Jiapa [consulting a form in front of her]: So, Bart . . .

Mondegreen: That's not my name.

Jiapa: I'm sorry . . . So, Bartholomew, what seems to be--

Mondegreen: No, no. My name is Richard Mondegreen. My title is Baronet Ruddigarb. [He takes the sheet of pseudopaper, and points to an entry.] See, that Bart. is under "Titles, Non-SCA." [He examines the page.] You know, this is a really lousy printing job.

Jiapa: The phaser printer is down--something about it being jammed up with slugs . . .

Mondegreen: I didn't realize it was coin-operated.

Jiapa: No, *slugs*--little slimy . . . [Regaining control of the conversation] So, Richard, what seems to be the problem?

Mondegreen: I am Doomed to Die.

Jiapa: Ah.
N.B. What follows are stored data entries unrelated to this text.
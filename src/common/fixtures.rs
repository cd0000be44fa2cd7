//! Byte-level builders for test inputs.

use crate::images::wmf::constants::record;

/// Builds an OLE object field
pub(crate) struct OleFieldBuilder {
    friendly: Vec<u8>,
    class: Vec<u8>,
    body: Vec<u8>,
    footer: Vec<u8>,
}

impl OleFieldBuilder {
    pub(crate) fn new() -> Self {
        Self {
            friendly: b"Paintbrush Picture\0".to_vec(),
            class: b"Paint.Picture\0\0".to_vec(),
            body: Vec::new(),
            footer: vec![0x00, 0xAD, 0x05, 0xFE],
        }
    }

    pub(crate) fn names(mut self, friendly: &[u8], class: &[u8]) -> Self {
        self.friendly = friendly.to_vec();
        self.class = class.to_vec();
        self
    }

    /// Append an object whose type name is NUL-terminated
    pub(crate) fn object(self, type_name: &[u8], payload: &[u8]) -> Self {
        let mut name = type_name.to_vec();
        name.push(0);
        self.object_with(0x0501, 2, &name, payload)
    }

    pub(crate) fn object_with(
        mut self,
        ole_version: u32,
        ole_format: u32,
        type_name: &[u8],
        payload: &[u8],
    ) -> Self {
        self.body.extend_from_slice(&ole_version.to_le_bytes());
        self.body.extend_from_slice(&ole_format.to_le_bytes());
        self.body
            .extend_from_slice(&(type_name.len() as i32).to_le_bytes());
        self.body.extend_from_slice(type_name);
        self.body.extend_from_slice(&[0u8; 8]);
        self.body
            .extend_from_slice(&(payload.len() as i32).to_le_bytes());
        self.body.extend_from_slice(payload);
        self
    }

    /// Append an 8-byte object with OLE format 0
    pub(crate) fn empty_object(mut self) -> Self {
        self.body.extend_from_slice(&0x0501u32.to_le_bytes());
        self.body.extend_from_slice(&0u32.to_le_bytes());
        self
    }

    pub(crate) fn raw(mut self, bytes: &[u8]) -> Self {
        self.body.extend_from_slice(bytes);
        self
    }

    pub(crate) fn footer(mut self, footer: &[u8]) -> Self {
        self.footer = footer.to_vec();
        self
    }

    pub(crate) fn build(self) -> Vec<u8> {
        let fixed = 16usize;
        let header_size = fixed + self.friendly.len() + self.class.len();
        let mut out = Vec::new();
        out.extend_from_slice(&0x1C15i16.to_le_bytes());
        out.extend_from_slice(&(header_size as i16).to_le_bytes());
        out.extend_from_slice(&2i32.to_le_bytes());
        out.extend_from_slice(&(self.friendly.len() as i16).to_le_bytes());
        out.extend_from_slice(&(self.class.len() as i16).to_le_bytes());
        out.extend_from_slice(&(fixed as i16).to_le_bytes());
        out.extend_from_slice(&((fixed + self.friendly.len()) as i16).to_le_bytes());
        out.extend_from_slice(&self.friendly);
        out.extend_from_slice(&self.class);
        out.extend_from_slice(&self.body);
        out.extend_from_slice(&self.footer);
        out
    }
}

/// A BITMAPINFOHEADER followed by a gradient of 24-bit pixels
pub(crate) fn dib24(width: i32, height: i32) -> Vec<u8> {
    let stride = (width as usize * 3).div_ceil(4) * 4;
    let pixels: Vec<u8> = (0..stride * height as usize)
        .map(|i| (i % 251) as u8)
        .collect();
    dib_with(40, width, height, 24, 0, &pixels)
}

pub(crate) fn dib_with(
    header_size: u32,
    width: i32,
    height: i32,
    bit_count: u16,
    ncolors: u32,
    pixels: &[u8],
) -> Vec<u8> {
    let mut out = Vec::new();
    out.extend_from_slice(&header_size.to_le_bytes());
    out.extend_from_slice(&width.to_le_bytes());
    out.extend_from_slice(&height.to_le_bytes());
    out.extend_from_slice(&1u16.to_le_bytes());
    out.extend_from_slice(&bit_count.to_le_bytes());
    out.extend_from_slice(&0u32.to_le_bytes());
    out.extend_from_slice(&(pixels.len() as u32).to_le_bytes());
    out.extend_from_slice(&2835i32.to_le_bytes());
    out.extend_from_slice(&2835i32.to_le_bytes());
    out.extend_from_slice(&ncolors.to_le_bytes());
    out.extend_from_slice(&0u32.to_le_bytes());
    out.extend_from_slice(pixels);
    out
}

/// A metafile record; `params` must have an even length
pub(crate) fn wmf_record(function: u16, params: &[u8]) -> Vec<u8> {
    let words = (6 + params.len()) / 2;
    let mut out = Vec::new();
    out.extend_from_slice(&(words as u32).to_le_bytes());
    out.extend_from_slice(&function.to_le_bytes());
    out.extend_from_slice(params);
    out
}

/// META_DIBSTRETCHBLT carrying `dib`
pub(crate) fn dib_stretch_blt(dib: &[u8]) -> Vec<u8> {
    let mut params = Vec::new();
    params.extend_from_slice(&0x00CC_0020u32.to_le_bytes());
    for coord in [16i16, 16, 0, 0, 16, 16, 0, 0] {
        params.extend_from_slice(&coord.to_le_bytes());
    }
    params.extend_from_slice(dib);
    wmf_record(record::DIB_STRETCH_BLT, &params)
}

pub(crate) fn eof_record() -> Vec<u8> {
    wmf_record(record::EOF, &[])
}

/// METAFILEPICT payload: 8 opaque bytes, WMF header, records
pub(crate) fn metafile(records: &[Vec<u8>]) -> Vec<u8> {
    metafile_with(1, 0x0300, 0, records)
}

pub(crate) fn metafile_with(kind: u16, version: u16, objects: u16, records: &[Vec<u8>]) -> Vec<u8> {
    let body: Vec<u8> = records.concat();
    let max_record = records.iter().map(|r| r.len() / 2).max().unwrap_or(0);
    let mut out = vec![0x08, 0x00, 0xE8, 0x03, 0xE8, 0x03, 0x00, 0x00];
    out.extend_from_slice(&kind.to_le_bytes());
    out.extend_from_slice(&9u16.to_le_bytes());
    out.extend_from_slice(&version.to_le_bytes());
    out.extend_from_slice(&((18 + body.len()) as u32 / 2).to_le_bytes());
    out.extend_from_slice(&objects.to_le_bytes());
    out.extend_from_slice(&(max_record as u32).to_le_bytes());
    out.extend_from_slice(&0u16.to_le_bytes());
    out.extend_from_slice(&body);
    out
}
//! Shared low-level utilities: binary readers and the error types.

pub mod binary;
pub mod error;

#[cfg(test)]
pub(crate) mod fixtures;

pub use error::{Error, Result};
Members of the Security staff often feel that way. [She reaches into her desk drawer and pulls out Starfleet Standard Counseling Pamphlet 786.4b: "So Your Shirt is Yellow: Dealing with Security Insecurity."] Why don't you read--

Mondegreen: No, no. As a Security Officer, I am merely doomed. I can handle that. I laugh at doom, though not very loudly. As the twenty-seventh Baronet Ruddigarb, however, I am Doomed. Jiapa: Back taxes?

Mondegreen: No, a Family Curse. There's a song, traditional in my family, which explains it better than I could. [He sings the Curse Song:]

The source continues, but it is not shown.